After what seemed like a lot more than one minute, I finally reached room forty-two. My therapist was sitting inside, looking at the door slightly anxiously. It was only 4:31. 

I came through the door quietly, making my way over to the cushion opposite of her and setting my small bag on the glass table in front of me. 

"Hi, Ivory," She said, bringing out her clipboard and pen. I hated how she did that. She acted like taking notes on someone was a completely normal thing, and that I shouldn't feel any objection to it at all. 

"Hi." 

As she opened her mouth to speak again, I knew exactly what she was going to say. I had seen her watching me while I was writing the seasons stuff in my notebook. 

Before she could say anything, I removed my notebook from my backpack and showed her the pages for a split second, before shutting it and putting it back in. I zipped it, not daring to meet her gaze. 

"So you did write some," she remarked, scribbling something on her notepad. I tried not to flinch, my mind flashing back to the times when they kept me in a glass room, staring at me, all holding notepads, and- 

I cut my own thoughts off, looking out the window. It was getting easier and easier to lock my emotions up inside of me like that, disguising a flinch with a cough, and just not reacting to things. I'm not really sure if that's a good thing or not, though. I'm taking it as a good thing. 

The funny thing is, before I came here, I didn't have very much trauma at all. But now because they were so desperate to help me with something that didn't need to be helped, they ended up giving that to me. 

"Could I... see what you wrote, perhaps?" Even though her voice left no trace of annoyance, I knew it was there. She was probably getting tired of my entire attitude towards the city, and her. 
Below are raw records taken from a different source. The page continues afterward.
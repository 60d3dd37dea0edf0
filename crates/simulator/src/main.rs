//! Template Simulator - node template synthesis service
//!
//! Runs synthesis passes over a cluster state file and exposes the
//! resulting templates next to health and metrics endpoints.

use anyhow::Result;
use simulator_lib::{
    health::{components, HealthRegistry},
    observability::{EventLogger, SimulatorMetrics},
};
use std::sync::Arc;
use template_simulator::{api, SimulatorConfig, SimulatorService};
use tracing::info;
use tracing_subscriber::{fmt, prelude::*, EnvFilter};

const SIMULATOR_VERSION: &str = env!("CARGO_PKG_VERSION");

#[tokio::main]
async fn main() -> Result<()> {
    // Initialize tracing with JSON output and env filter
    tracing_subscriber::registry()
        .with(EnvFilter::try_from_default_env().unwrap_or_else(|_| EnvFilter::new("info")))
        .with(fmt::layer().json())
        .init();

    info!("Starting template-simulator");

    let config = SimulatorConfig::load()?;
    info!(
        cluster_state_path = %config.cluster_state_path,
        interval_secs = config.evaluation_interval_secs,
        force_cloud_template = config.force_cloud_template,
        "Simulator configured"
    );

    let health_registry = HealthRegistry::new();
    health_registry.register(components::CLUSTER_STATE).await;
    health_registry.register(components::SYNTHESIZER).await;

    let metrics = SimulatorMetrics::new();
    let logger = EventLogger::new(config.cluster_name.clone());

    let port = config.api_port;
    let service = Arc::new(SimulatorService::new(config, health_registry, metrics));

    // First pass up front so readiness reflects real state quickly.
    let templates = service.run_pass().await.unwrap_or_default();
    logger.log_startup(SIMULATOR_VERSION, templates);

    let loop_handle = tokio::spawn(service.clone().run());
    let api_handle = tokio::spawn(api::serve(port, service));

    tokio::select! {
        _ = tokio::signal::ctrl_c() => {
            logger.log_shutdown("SIGINT received");
        }
        result = api_handle => {
            let reason = match result {
                Ok(Ok(())) => "API server stopped".to_string(),
                Ok(Err(err)) => format!("API server failed: {}", err),
                Err(err) => format!("API server task panicked: {}", err),
            };
            logger.log_shutdown(&reason);
        }
    }

    loop_handle.abort();
    info!("Shutting down");

    Ok(())
}
//! Identifier sources for synthesized node and pod names

use rand::Rng;
use std::sync::atomic::{AtomicU64, Ordering};

/// Supplies the numeric suffix appended to synthesized names
pub trait NameSource: Send + Sync {
    fn next_suffix(&self) -> u64;
}

/// Random non-negative 63-bit suffixes from the thread-local generator
#[derive(Debug, Clone, Copy, Default)]
pub struct RandomNameSource;

impl NameSource for RandomNameSource {
    fn next_suffix(&self) -> u64 {
        rand::rng().random_range(0..i64::MAX as u64)
    }
}

/// Monotonic counter, for reproducible names in tests and dry runs
#[derive(Debug, Default)]
pub struct SequentialNameSource {
    next: AtomicU64,
}

impl SequentialNameSource {
    pub fn starting_at(start: u64) -> Self {
        Self {
            next: AtomicU64::new(start),
        }
    }
}

impl NameSource for SequentialNameSource {
    fn next_suffix(&self) -> u64 {
        self.next.fetch_add(1, Ordering::Relaxed)
    }
}

/// `template-node-for-<group>-<suffix>`
pub fn template_node_name(group: &str, names: &dyn NameSource) -> String {
    format!("template-node-for-{}-{}", group, names.next_suffix())
}

/// `<daemonset>-pod-<suffix>`
pub fn daemon_pod_name(daemonset: &str, names: &dyn NameSource) -> String {
    format!("{}-pod-{}", daemonset, names.next_suffix())
}
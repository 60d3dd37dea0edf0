//! Provider-specific removal of pods duplicated by daemon projection
//!
//! Some providers declare a static mirror pod in their template for a
//! component that the cluster also runs as a DaemonSet. When projection
//! already produced the DaemonSet pod, the declared copy must go.

use crate::models::{pod_name, pod_namespace};
use k8s_openapi::api::core::v1::Pod;

pub trait DuplicatePodSuppressor: Send + Sync + std::fmt::Debug {
    /// True if `template_pod` duplicates one of `daemon_pods`
    fn is_duplicate(&self, daemon_pods: &[Pod], template_pod: &Pod) -> bool;
}

/// Keeps every declared pod
#[derive(Debug, Clone, Copy, Default)]
pub struct NoopSuppressor;

impl DuplicatePodSuppressor for NoopSuppressor {
    fn is_duplicate(&self, _daemon_pods: &[Pod], _template_pod: &Pod) -> bool {
        false
    }
}

/// Drops the template's kube-proxy mirror pod once a kube-proxy daemon pod
/// has been projected
#[derive(Debug, Clone, Copy, Default)]
pub struct KubeProxyMirrorSuppressor;

const KUBE_SYSTEM: &str = "kube-system";
const KUBE_PROXY: &str = "kube-proxy";

impl KubeProxyMirrorSuppressor {
    fn is_kube_proxy(pod: &Pod) -> bool {
        pod_namespace(pod) == KUBE_SYSTEM && pod_name(pod).contains(KUBE_PROXY)
    }

    /// The provider template's stand-in pod: kube-proxy by name, no owner
    fn is_mirror_kube_proxy(pod: &Pod) -> bool {
        pod_namespace(pod) == KUBE_SYSTEM
            && pod_name(pod).starts_with(KUBE_PROXY)
            && pod
                .metadata
                .owner_references
                .as_ref()
                .map_or(true, |owners| owners.is_empty())
    }
}

impl DuplicatePodSuppressor for KubeProxyMirrorSuppressor {
    fn is_duplicate(&self, daemon_pods: &[Pod], template_pod: &Pod) -> bool {
        Self::is_mirror_kube_proxy(template_pod) && daemon_pods.iter().any(Self::is_kube_proxy)
    }
}

/// Suppression policy for the named cloud provider
pub fn suppressor_for_provider(provider: &str) -> Box<dyn DuplicatePodSuppressor> {
    match provider {
        "aws" => Box::new(KubeProxyMirrorSuppressor),
        _ => Box::new(NoopSuppressor),
    }
}

/// Daemon pods followed by the declared template pods that survive the
/// suppressor
pub fn effective_node_pods(
    daemon_pods: Vec<Pod>,
    template_pods: &[Pod],
    suppressor: &dyn DuplicatePodSuppressor,
) -> Vec<Pod> {
    let kept: Vec<Pod> = template_pods
        .iter()
        .filter(|pod| !suppressor.is_duplicate(&daemon_pods, pod))
        .cloned()
        .collect();
    let mut result = daemon_pods;
    result.extend(kept);
    result
}

#[cfg(test)]
mod tests {
    use super::*;
    use k8s_openapi::apimachinery::pkg::apis::meta::v1::{ObjectMeta, OwnerReference};

    fn pod(namespace: &str, name: &str) -> Pod {
        Pod {
            metadata: ObjectMeta {
                name: Some(name.to_string()),
                namespace: Some(namespace.to_string()),
                ..Default::default()
            },
            ..Default::default()
        }
    }

    #[test]
    fn test_aws_drops_mirror_when_daemon_present() {
        let suppressor = suppressor_for_provider("aws");
        let daemon = vec![pod("kube-system", "kube-proxy-pod-1")];
        let declared = vec![pod("kube-system", "kube-proxy-template"), pod("default", "agent")];

        let pods = effective_node_pods(daemon, &declared, suppressor.as_ref());
        let names: Vec<_> = pods.iter().map(pod_name).collect();
        assert_eq!(names, vec!["kube-proxy-pod-1", "agent"]);
    }

    #[test]
    fn test_aws_keeps_mirror_without_daemon() {
        let suppressor = suppressor_for_provider("aws");
        let declared = vec![pod("kube-system", "kube-proxy-template")];

        let pods = effective_node_pods(vec![pod("kube-system", "fluentd-pod-1")], &declared, suppressor.as_ref());
        assert_eq!(pods.len(), 2);
    }

    #[test]
    fn test_owned_kube_proxy_is_not_a_mirror() {
        let mut owned = pod("kube-system", "kube-proxy-abc");
        owned.metadata.owner_references = Some(vec![OwnerReference {
            kind: "DaemonSet".to_string(),
            ..Default::default()
        }]);
        let daemon = vec![pod("kube-system", "kube-proxy-pod-1")];

        assert!(!KubeProxyMirrorSuppressor.is_duplicate(&daemon, &owned));
    }

    #[test]
    fn test_other_providers_keep_everything() {
        let suppressor = suppressor_for_provider("gce");
        let daemon = vec![pod("kube-system", "kube-proxy-pod-1")];
        let declared = vec![pod("kube-system", "kube-proxy-template")];

        assert_eq!(effective_node_pods(daemon, &declared, suppressor.as_ref()).len(), 2);
    }
}
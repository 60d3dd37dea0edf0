//! Core data models shared by the synthesizer, projector and drain evaluator

use k8s_openapi::api::core::v1::{Node, Pod};
use serde::{Deserialize, Serialize};
use std::collections::HashMap;

/// Identifier of a scalable node group, stable across cycles
pub type NodeGroupId = String;

/// Pods grouped by the name of the node they are bound to
pub type PodsByNode = HashMap<String, Vec<Pod>>;

/// A node together with the pods running (or expected to run) on it.
///
/// Templates produced by the synthesizer are `NodeInfo` values whose node
/// identity has been scrubbed and whose pods are bound to that identity.
#[derive(Debug, Clone, PartialEq, Default, Serialize, Deserialize)]
pub struct NodeInfo {
    pub node: Node,
    #[serde(default)]
    pub pods: Vec<Pod>,
}

impl NodeInfo {
    pub fn new(node: Node, pods: Vec<Pod>) -> Self {
        Self { node, pods }
    }

    pub fn node_name(&self) -> &str {
        node_name(&self.node)
    }

    /// Independent copy; nothing in the result aliases `self`
    pub fn deep_copy(&self) -> Self {
        self.clone()
    }
}

/// Templates from previous cycles, keyed by node group.
///
/// Owned by the caller across synthesis passes. A pass inserts a copy of
/// every template built from a live ready node and drops every entry whose
/// group was not enumerated by the cloud provider during that pass.
#[derive(Debug, Clone, Default)]
pub struct TemplateCache {
    entries: HashMap<NodeGroupId, NodeInfo>,
}

impl TemplateCache {
    pub fn new() -> Self {
        Self::default()
    }

    pub fn get(&self, id: &str) -> Option<&NodeInfo> {
        self.entries.get(id)
    }

    pub fn insert(&mut self, id: impl Into<NodeGroupId>, info: NodeInfo) {
        self.entries.insert(id.into(), info);
    }

    pub fn remove(&mut self, id: &str) -> Option<NodeInfo> {
        self.entries.remove(id)
    }

    pub fn contains(&self, id: &str) -> bool {
        self.entries.contains_key(id)
    }

    pub fn retain(&mut self, mut keep: impl FnMut(&str) -> bool) {
        self.entries.retain(|id, _| keep(id));
    }

    pub fn keys(&self) -> impl Iterator<Item = &NodeGroupId> {
        self.entries.keys()
    }

    pub fn len(&self) -> usize {
        self.entries.len()
    }

    pub fn is_empty(&self) -> bool {
        self.entries.is_empty()
    }
}

/// Name of a node, empty when unset
pub fn node_name(node: &Node) -> &str {
    node.metadata.name.as_deref().unwrap_or_default()
}

/// Name of a pod, empty when unset
pub fn pod_name(pod: &Pod) -> &str {
    pod.metadata.name.as_deref().unwrap_or_default()
}

/// Namespace of a pod, empty when unset
pub fn pod_namespace(pod: &Pod) -> &str {
    pod.metadata.namespace.as_deref().unwrap_or_default()
}

/// Node the pod is bound to, if any
pub fn pod_node_name(pod: &Pod) -> Option<&str> {
    pod.spec.as_ref().and_then(|s| s.node_name.as_deref())
}

/// `namespace/name` key used in log lines and error messages
pub fn pod_key(pod: &Pod) -> String {
    format!("{}/{}", pod_namespace(pod), pod_name(pod))
}
//! Output formatting utilities

use clap::ValueEnum;
use colored::Colorize;
use serde::Serialize;
use tabled::{settings::Style, Table, Tabled};

/// Output format for CLI commands
#[derive(Debug, Clone, Copy, Default, PartialEq, Eq, ValueEnum)]
pub enum OutputFormat {
    /// Table format (default)
    #[default]
    Table,
    /// JSON format
    Json,
}

/// Print a table of rows, or `value` as JSON
pub fn print_table<T: Tabled, V: Serialize + ?Sized>(rows: &[T], value: &V, format: OutputFormat) {
    match format {
        OutputFormat::Table => {
            if rows.is_empty() {
                println!("{}", "No items found".yellow());
                return;
            }
            let table = Table::new(rows).with(Style::rounded()).to_string();
            println!("{}", table);
        }
        OutputFormat::Json => print_json(value),
    }
}

pub fn print_json<V: Serialize + ?Sized>(value: &V) {
    match serde_json::to_string_pretty(value) {
        Ok(json) => println!("{}", json),
        Err(err) => print_error(&format!("Failed to encode output: {}", err)),
    }
}

/// Print a success message
pub fn print_success(message: &str) {
    println!("{} {}", "✓".green().bold(), message);
}

/// Print an error message
pub fn print_error(message: &str) {
    eprintln!("{} {}", "✗".red().bold(), message);
}

/// Print a warning message
pub fn print_warning(message: &str) {
    println!("{} {}", "⚠".yellow().bold(), message);
}

/// Print an info message
pub fn print_info(message: &str) {
    println!("{} {}", "ℹ".blue().bold(), message);
}

/// Format bytes as human-readable string
pub fn format_bytes(bytes: i64) -> String {
    const KB: i64 = 1024;
    const MB: i64 = KB * 1024;
    const GB: i64 = MB * 1024;

    if bytes >= GB {
        format!("{:.2}Gi", bytes as f64 / GB as f64)
    } else if bytes >= MB {
        format!("{:.2}Mi", bytes as f64 / MB as f64)
    } else if bytes >= KB {
        format!("{:.2}Ki", bytes as f64 / KB as f64)
    } else {
        format!("{}B", bytes)
    }
}

pub fn format_bool(value: bool) -> String {
    if value {
        "yes".green().to_string()
    } else {
        "no".red().to_string()
    }
}

/// Color status based on value
pub fn color_status(status: &str) -> String {
    match status.to_lowercase().as_str() {
        "ready" | "drainable" => status.green().to_string(),
        "unschedulable" | "unmanaged" => status.yellow().to_string(),
        "notready" | "blocked" | "error" => status.red().to_string(),
        _ => status.to_string(),
    }
}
That's honestly the main problem. There's no one that understands. There's no one that hates the city like I do, no one that even knows why I'm like this. They think that I'm just being difficult when I don't need to be. So they're annoyed, angry even, at the fact that I don't tell them anything. But if I don't tell them what they want to hear, they'll shut me down and tell me that I must be mistaken. So, basically, if I tell the truth, I'm wrong, if I tell a lie, I'm rewarded. 

I let out a sigh, and I can tell she thought it was directed at her. To be honest, I don't think I even care anymore. I shrug and take the notebook back out, keeping the backpack with me and shoving the notebook towards her. 

"Thank you." Katherine grabbed the notebook from the table, and flipped open to the page with writing on it. I just looked out the window and fiddled with my thumbs for what seemed like hours, when it was probably only minutes. 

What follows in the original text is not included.